Sunday, February 16, 2014

do they not know me?

i told my parents i was going to color my hair purple. 
they told me that dying it an unrealistic "in your face" hair color would lead to regrets.
tattoos. multiple piercings. sex. drugs. a lack of goals. no career. hell.
the only thing i regret is telling them. 

i have lived in the same house my whole life. 
i have never spent more than a week away from my family. 
and yet they still don't know me. 
they know i love sponge bob, pizza pringles, popcorn, the walking dead, candy, writing, and not doing my homework. 
but what they don't know is how much i love learning.
how much i want to accomplish in life.
that by coloring my hair purple does not mean i am going to throw my life away.

i'm angry at my parents. 
for a lot of things.
i'm angry at them for not being proud of me. 
i'm angry at them for not thinking i can handle what life throws at me.
i'm angry at them for "joking" i wont graduate.
i'm angry at them for not taking the time to get to know me.
i'm angry at them for not being parents this last year.
i'm angry at them for not being there for me when i needed them.

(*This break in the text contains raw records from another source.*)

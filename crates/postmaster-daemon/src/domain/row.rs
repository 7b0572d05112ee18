//! The unit read from the message store.

/// One SMS row from the message store.
///
/// Rows are immutable once read and live only for the poll cycle that
/// fetched them.
#[derive(Debug, Clone, PartialEq, Eq)]
pub struct RawRow {
    /// Store-assigned message GUID.
    pub guid: String,
    /// The archived message body (streamtyped envelope).  Empty when the
    /// store holds NULL for this row.
    pub attributed_body: Vec<u8>,
    /// Store timestamp; the monitor's watermark is expressed in this unit.
    pub timestamp: i64,
}
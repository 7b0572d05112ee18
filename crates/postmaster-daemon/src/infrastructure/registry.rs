//! Registry of live WebSocket subscribers.
//!
//! # Why a channel per subscriber?
//!
//! The broadcaster has to reach every connection from the monitor thread, and
//! it must never hold the registry lock across network I/O.  Each connection
//! task therefore owns its socket and exposes only the sending half of an
//! unbounded channel.  Sending into that channel is synchronous and never
//! blocks, so a broadcast walks the map under the lock, queues one frame per
//! subscriber, and is done.
//!
//! When a connection task exits its receiver is dropped; the next send to that
//! subscriber fails and the broadcaster removes it.

use std::collections::HashMap;
use std::sync::{Mutex, PoisonError};

use tokio::sync::mpsc;
use uuid::Uuid;

use crate::infrastructure::broadcaster::BroadcastError;

/// A frame queued for one subscriber's connection.
#[derive(Debug, Clone, PartialEq, Eq)]
pub enum OutboundFrame {
    /// A JSON text frame.
    Text(String),
    /// A WebSocket ping with the given payload.
    Ping(Vec<u8>),
}

/// One connected subscriber, as seen by the broadcaster.
pub trait Subscriber: Send {
    /// Queues `frame` for delivery.
    ///
    /// # Errors
    ///
    /// Returns [`BroadcastError::Disconnected`] once the connection is gone.
    fn send(&self, frame: OutboundFrame) -> Result<(), BroadcastError>;
}

/// A subscriber backed by the sending half of a connection task's channel.
#[derive(Debug, Clone)]
pub struct ChannelSubscriber {
    id: Uuid,
    tx: mpsc::UnboundedSender<OutboundFrame>,
}

impl ChannelSubscriber {
    pub fn new(id: Uuid, tx: mpsc::UnboundedSender<OutboundFrame>) -> Self {
        Self { id, tx }
    }
}

impl Subscriber for ChannelSubscriber {
    fn send(&self, frame: OutboundFrame) -> Result<(), BroadcastError> {
        self.tx
            .send(frame)
            .map_err(|_| BroadcastError::Disconnected(self.id))
    }
}

/// Map from connection id to subscriber, guarded by one mutual-exclusion lock.
///
/// Every operation takes the lock for the duration of the map access only.
#[derive(Default)]
pub struct SubscriberRegistry {
    subscribers: Mutex<HashMap<Uuid, Box<dyn Subscriber>>>,
}

impl SubscriberRegistry {
    pub fn new() -> Self {
        Self::default()
    }

    /// Registers `subscriber` under `id`, replacing any previous entry.
    pub fn add(&self, id: Uuid, subscriber: Box<dyn Subscriber>) {
        self.lock().insert(id, subscriber);
    }

    /// Removes the subscriber registered under `id`.
    ///
    /// Returns `false` if it was already gone.
    pub fn remove(&self, id: &Uuid) -> bool {
        self.lock().remove(id).is_some()
    }

    pub fn len(&self) -> usize {
        self.lock().len()
    }

    pub fn is_empty(&self) -> bool {
        self.lock().is_empty()
    }

    /// Calls `f` for every registered subscriber while holding the lock.
    ///
    /// `f` must not call back into the registry.
    pub fn for_each<F>(&self, mut f: F)
    where
        F: FnMut(&Uuid, &dyn Subscriber),
    {
        for (id, subscriber) in self.lock().iter() {
            f(id, subscriber.as_ref());
        }
    }

    fn lock(&self) -> std::sync::MutexGuard<'_, HashMap<Uuid, Box<dyn Subscriber>>> {
        self.subscribers
            .lock()
            .unwrap_or_else(PoisonError::into_inner)
    }
}

// ── Tests ─────────────────────────────────────────────────────────────────────

#[cfg(test)]
mod tests {
    use super::*;

    fn channel_subscriber() -> (Uuid, ChannelSubscriber, mpsc::UnboundedReceiver<OutboundFrame>) {
        let id = Uuid::new_v4();
        let (tx, rx) = mpsc::unbounded_channel();
        (id, ChannelSubscriber::new(id, tx), rx)
    }

    #[test]
    fn test_channel_subscriber_queues_frames_in_order() {
        // Arrange
        let (_, subscriber, mut rx) = channel_subscriber();

        // Act
        subscriber.send(OutboundFrame::Text("a".into())).unwrap();
        subscriber.send(OutboundFrame::Ping(b"p".to_vec())).unwrap();

        // Assert
        assert_eq!(rx.try_recv().unwrap(), OutboundFrame::Text("a".into()));
        assert_eq!(rx.try_recv().unwrap(), OutboundFrame::Ping(b"p".to_vec()));
    }

    #[test]
    fn test_channel_subscriber_fails_after_receiver_dropped() {
        let (id, subscriber, rx) = channel_subscriber();
        drop(rx);

        let result = subscriber.send(OutboundFrame::Text("x".into()));

        assert!(matches!(result, Err(BroadcastError::Disconnected(got)) if got == id));
    }

    #[test]
    fn test_add_and_remove() {
        // Arrange
        let registry = SubscriberRegistry::new();
        let (id, subscriber, _rx) = channel_subscriber();

        // Act
        registry.add(id, Box::new(subscriber));

        // Assert
        assert_eq!(registry.len(), 1);
        assert!(registry.remove(&id));
        assert!(!registry.remove(&id), "second remove finds nothing");
        assert!(registry.is_empty());
    }

    #[test]
    fn test_for_each_visits_every_subscriber() {
        let registry = SubscriberRegistry::new();
        let mut receivers = Vec::new();
        for _ in 0..3 {
            let (id, subscriber, rx) = channel_subscriber();
            registry.add(id, Box::new(subscriber));
            receivers.push(rx);
        }

        let mut visited = 0;
        registry.for_each(|_, subscriber| {
            subscriber.send(OutboundFrame::Text("hi".into())).unwrap();
            visited += 1;
        });

        assert_eq!(visited, 3);
        for rx in &mut receivers {
            assert_eq!(rx.try_recv().unwrap(), OutboundFrame::Text("hi".into()));
        }
    }
}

i know they love me. but they don't always show it.
they laugh when i try to tell them what i am interested in.
i stopped counting how many times they told me i needed to grow up or how often they belittled me. 
because it became too much.

they don't know how much i want their attention.
they don't know how much i want them to be proud of me.
they don't know how much i want them to love me.
they don't know how much i wish they could just accept me.

i feel alone. and not the good kind where you are left to think and fix your problems.
but the alone where you tie your problems to your heart. 
the alone that controls you. 
the alone that hurts. 

do they not see this?
do they not see how hurt i am?
do they just not care?

-Dorothy Breeze






3 comments:

  1. DYE YOUR HAIR PURPLE. better ask for forgiveness than permission tbh. I really liked this. Parents can be really difficult and have a hard time understanding us, especially with our growing generation gap. I really related to this,

    ReplyDelete
  2. "Do they not see this? Do they just not care?"

    I ask myself these questions all the time.

    ReplyDelete
  3. I related to this as well. And I'm 34. I guess I'm a parent, though...so maybe that's why.

    Remind me to read this again in 12 years when my daughter wants to dye her hair purple.